- Developer: Firesprite
- Publisher: Sony Interactive Entertainment
- Series: Until Dawn
- Platform: PlayStation 5
- Release: 28 January 2027
- Genres: Adventure, horror
- Mode: Single-player

= Until Dawn 2 =

Upcoming video game

Until Dawn 2 is an upcoming horror adventure game co-developed by Firesprite and AdHoc Studio and published by Sony Interactive Entertainment. It is a standalone sequel to Until Dawn (2015), and is scheduled to be released for PlayStation 5 on 28 January 2027. The game follows Dead True, a group of ghost hunters whose staged paranormal content becomes a fight for survival after they travel to an abandoned tropical island.

== Gameplay ==
Until Dawn 2 is a narrative-driven horror game built around player choice and branching consequences. As in the original Until Dawn, player decisions influence which characters survive and how the story progresses. Firesprite stated that the sequel uses the Butterfly Effect system, with story branches affected by major decisions, smaller character interactions, and the state of relationships within the group. The reveal trailer promoted the returning series premise that every main character can either live or die based on the player's actions.

== Premise ==
The game features a new cast and setting rather than directly continuing the Blackwood Mountain storyline of the first game. Its central characters are the crew of Dead True, a popular paranormal channel whose members stage fake supernatural investigations before encountering real horrors. After signing a deal with a television network, the group travels to an abandoned tropical island for its first professionally funded episode. The assignment exposes the crew to real threats connected to the island's history, while tensions within the group affect their chances of survival.

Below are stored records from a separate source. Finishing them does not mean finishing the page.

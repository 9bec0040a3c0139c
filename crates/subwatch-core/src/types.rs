//! Data model for the reminder engine.
//!
//! `Subscription` and the preference types are owned by the surrounding
//! application and read-only here. The ledger entry is the only record this
//! engine ever creates, and it is append-only.

use std::collections::BTreeMap;

use chrono::{DateTime, Utc};
use serde::{Deserialize, Serialize};

/// How often a subscription bills.
#[derive(Debug, Clone, Copy, PartialEq, Eq, Serialize, Deserialize)]
#[serde(rename_all = "snake_case")]
pub enum BillingCycle {
    Weekly,
    Monthly,
    Yearly,
}

impl BillingCycle {
    pub fn as_str(&self) -> &'static str {
        match self {
            BillingCycle::Weekly => "weekly",
            BillingCycle::Monthly => "monthly",
            BillingCycle::Yearly => "yearly",
        }
    }
}

/// A recurring subscription. Mutated by the CRUD layer, read-only here.
#[derive(Debug, Clone, Serialize, Deserialize)]
pub struct Subscription {
    pub id: String,
    pub user_id: String,
    /// Display name, e.g. "Netflix".
    pub name: String,
    /// Cost per billing cycle, in minor units.
    pub cost_cents: i64,
    /// ISO 4217 code, e.g. "USD".
    pub currency: String,
    pub billing_cycle: BillingCycle,
    /// Next renewal instant.
    pub next_renewal: DateTime<Utc>,
    /// Only active subscriptions are eligible for reminders.
    #[serde(default = "default_true")]
    pub active: bool,
    /// Trial bookkeeping happens elsewhere; carried for the data model only.
    #[serde(default)]
    pub is_trial: bool,
}

fn default_true() -> bool {
    true
}

impl Subscription {
    /// Cost formatted for humans: "9.99 USD".
    pub fn cost_display(&self) -> String {
        format!(
            "{}.{:02} {}",
            self.cost_cents / 100,
            (self.cost_cents % 100).abs(),
            self.currency
        )
    }
}

/// One delivery surface with its own adapter and per-user configuration.
#[derive(Debug, Clone, Copy, PartialEq, Eq, PartialOrd, Ord, Hash, Serialize, Deserialize)]
#[serde(rename_all = "snake_case")]
pub enum ChannelKind {
    Email,
    Messaging,
    Calendar,
}

impl ChannelKind {
    pub const ALL: [ChannelKind; 3] =
        [ChannelKind::Email, ChannelKind::Messaging, ChannelKind::Calendar];

    pub fn as_str(&self) -> &'static str {
        match self {
            ChannelKind::Email => "email",
            ChannelKind::Messaging => "messaging",
            ChannelKind::Calendar => "calendar",
        }
    }
}

impl std::fmt::Display for ChannelKind {
    fn fmt(&self, f: &mut std::fmt::Formatter<'_>) -> std::fmt::Result {
        f.write_str(self.as_str())
    }
}

impl std::str::FromStr for ChannelKind {
    type Err = String;

    fn from_str(s: &str) -> Result<Self, Self::Err> {
        match s {
            "email" => Ok(ChannelKind::Email),
            "messaging" => Ok(ChannelKind::Messaging),
            "calendar" => Ok(ChannelKind::Calendar),
            other => Err(format!("unknown channel '{other}'")),
        }
    }
}

/// A (subscription, threshold) pair the policy decided needs notification
/// on the current tick. Ephemeral — consumed by the dispatcher, never stored.
#[derive(Debug, Clone)]
pub struct DueReminder {
    pub subscription: Subscription,
    pub threshold_days: u32,
}

/// What a channel adapter receives: the subscription summary plus the
/// threshold that fired. `note` carries opaque extra content (e.g. generated
/// insight text) supplied by the caller; adapters append it verbatim.
#[derive(Debug, Clone)]
pub struct RenewalNotice {
    pub subscription_id: String,
    pub user_id: String,
    pub name: String,
    pub cost_display: String,
    pub billing_cycle: BillingCycle,
    pub next_renewal: DateTime<Utc>,
    pub threshold_days: u32,
    pub note: Option<String>,
}

impl RenewalNotice {
    pub fn from_due(due: &DueReminder) -> Self {
        let sub = &due.subscription;
        Self {
            subscription_id: sub.id.clone(),
            user_id: sub.user_id.clone(),
            name: sub.name.clone(),
            cost_display: sub.cost_display(),
            billing_cycle: sub.billing_cycle,
            next_renewal: sub.next_renewal,
            threshold_days: due.threshold_days,
            note: None,
        }
    }

    /// "in 3 days" / "tomorrow" / "today" — shared phrasing for adapters.
    pub fn renews_phrase(&self) -> String {
        match self.threshold_days {
            0 => "today".into(),
            1 => "tomorrow".into(),
            n => format!("in {n} days"),
        }
    }
}

/// Result of one channel send. Expected provider failures are values here,
/// not errors — the dispatcher never needs exception handling to implement
/// failure isolation.
#[derive(Debug, Clone, PartialEq, Eq)]
pub enum SendOutcome {
    Sent { provider_message_id: Option<String> },
    Failed { reason: String },
}

impl SendOutcome {
    pub fn sent(provider_message_id: impl Into<Option<String>>) -> Self {
        SendOutcome::Sent { provider_message_id: provider_message_id.into() }
    }

    pub fn failed(reason: impl Into<String>) -> Self {
        SendOutcome::Failed { reason: reason.into() }
    }

    pub fn is_sent(&self) -> bool {
        matches!(self, SendOutcome::Sent { .. })
    }
}

/// Result of a configuration check. Never sends a real reminder and never
/// touches the ledger.
#[derive(Debug, Clone, Serialize, Deserialize)]
pub struct ConnectionCheck {
    pub success: bool,
    pub message: String,
}

impl ConnectionCheck {
    pub fn ok(message: impl Into<String>) -> Self {
        Self { success: true, message: message.into() }
    }

    pub fn failed(message: impl Into<String>) -> Self {
        Self { success: false, message: message.into() }
    }
}

/// Status of a ledger entry.
#[derive(Debug, Clone, Copy, PartialEq, Eq, Serialize, Deserialize)]
#[serde(rename_all = "snake_case")]
pub enum DeliveryStatus {
    Sent,
    Failed,
}

impl DeliveryStatus {
    pub fn as_str(&self) -> &'static str {
        match self {
            DeliveryStatus::Sent => "sent",
            DeliveryStatus::Failed => "failed",
        }
    }

    pub fn parse(s: &str) -> Option<Self> {
        match s {
            "sent" => Some(DeliveryStatus::Sent),
            "failed" => Some(DeliveryStatus::Failed),
            _ => None,
        }
    }
}

/// One reminder attempt, written by the dispatcher and immutable afterwards.
/// A retry is a new entry, never an update.
///
/// Invariant: at most one `sent` entry may ever exist per
/// (subscription_id, threshold_days, channel) triple.
#[derive(Debug, Clone, Serialize, Deserialize)]
pub struct LedgerEntry {
    pub id: String,
    pub user_id: String,
    pub subscription_id: String,
    pub threshold_days: u32,
    pub channel: ChannelKind,
    pub status: DeliveryStatus,
    pub error: Option<String>,
    pub provider_message_id: Option<String>,
    pub created_at: DateTime<Utc>,
}

impl LedgerEntry {
    pub fn sent(
        notice: &RenewalNotice,
        channel: ChannelKind,
        provider_message_id: Option<String>,
        at: DateTime<Utc>,
    ) -> Self {
        Self {
            id: uuid::Uuid::new_v4().to_string(),
            user_id: notice.user_id.clone(),
            subscription_id: notice.subscription_id.clone(),
            threshold_days: notice.threshold_days,
            channel,
            status: DeliveryStatus::Sent,
            error: None,
            provider_message_id,
            created_at: at,
        }
    }

    pub fn failed(
        notice: &RenewalNotice,
        channel: ChannelKind,
        reason: String,
        at: DateTime<Utc>,
    ) -> Self {
        Self {
            id: uuid::Uuid::new_v4().to_string(),
            user_id: notice.user_id.clone(),
            subscription_id: notice.subscription_id.clone(),
            threshold_days: notice.threshold_days,
            channel,
            status: DeliveryStatus::Failed,
            error: Some(reason),
            provider_message_id: None,
            created_at: at,
        }
    }
}

/// Read-only aggregate over the ledger, consumed by reporting.
#[derive(Debug, Clone, Default, Serialize, Deserialize)]
pub struct ReminderStats {
    /// Count of `sent` entries per channel, all time.
    pub sent_by_channel: BTreeMap<String, u64>,
    /// Count of `failed` entries per channel, all time.
    pub failed_by_channel: BTreeMap<String, u64>,
    /// Total attempts in the last 30 days.
    pub last_30_days: u64,
}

== Development and release ==
Until Dawn 2 is being developed by Firesprite, a Liverpool-based first-party Sony studio, and AdHoc Studio, rather than Supermassive Games, the developer of the first game. It will be Firesprite's first release since Horizon Call of the Mountain, which it co-developed with Guerrilla Games. Dacre Montgomery said that he joined the project in 2022, indicating that development had been underway for several years before its announcement.

The game was announced during Sony's State of Play presentation in June 2026. Although the sequel features a new cast, Peter Stormare was confirmed to reprise his role as Dr. Alan J. Hill from the first Until Dawn and the 2025 film adaptation. Neil Newbon and Montgomery were identified among the actors appearing in the announcement materials. Montgomery, Gavin Leatherwood, and Tanner Buchanan were also identified as cast members whose likenesses would be used for in-game character designs. In September 2026, it was confirmed that AdHoc Studio is co-developing the game's story.

The game is scheduled to be released for PlayStation 5 on 28 January 2027.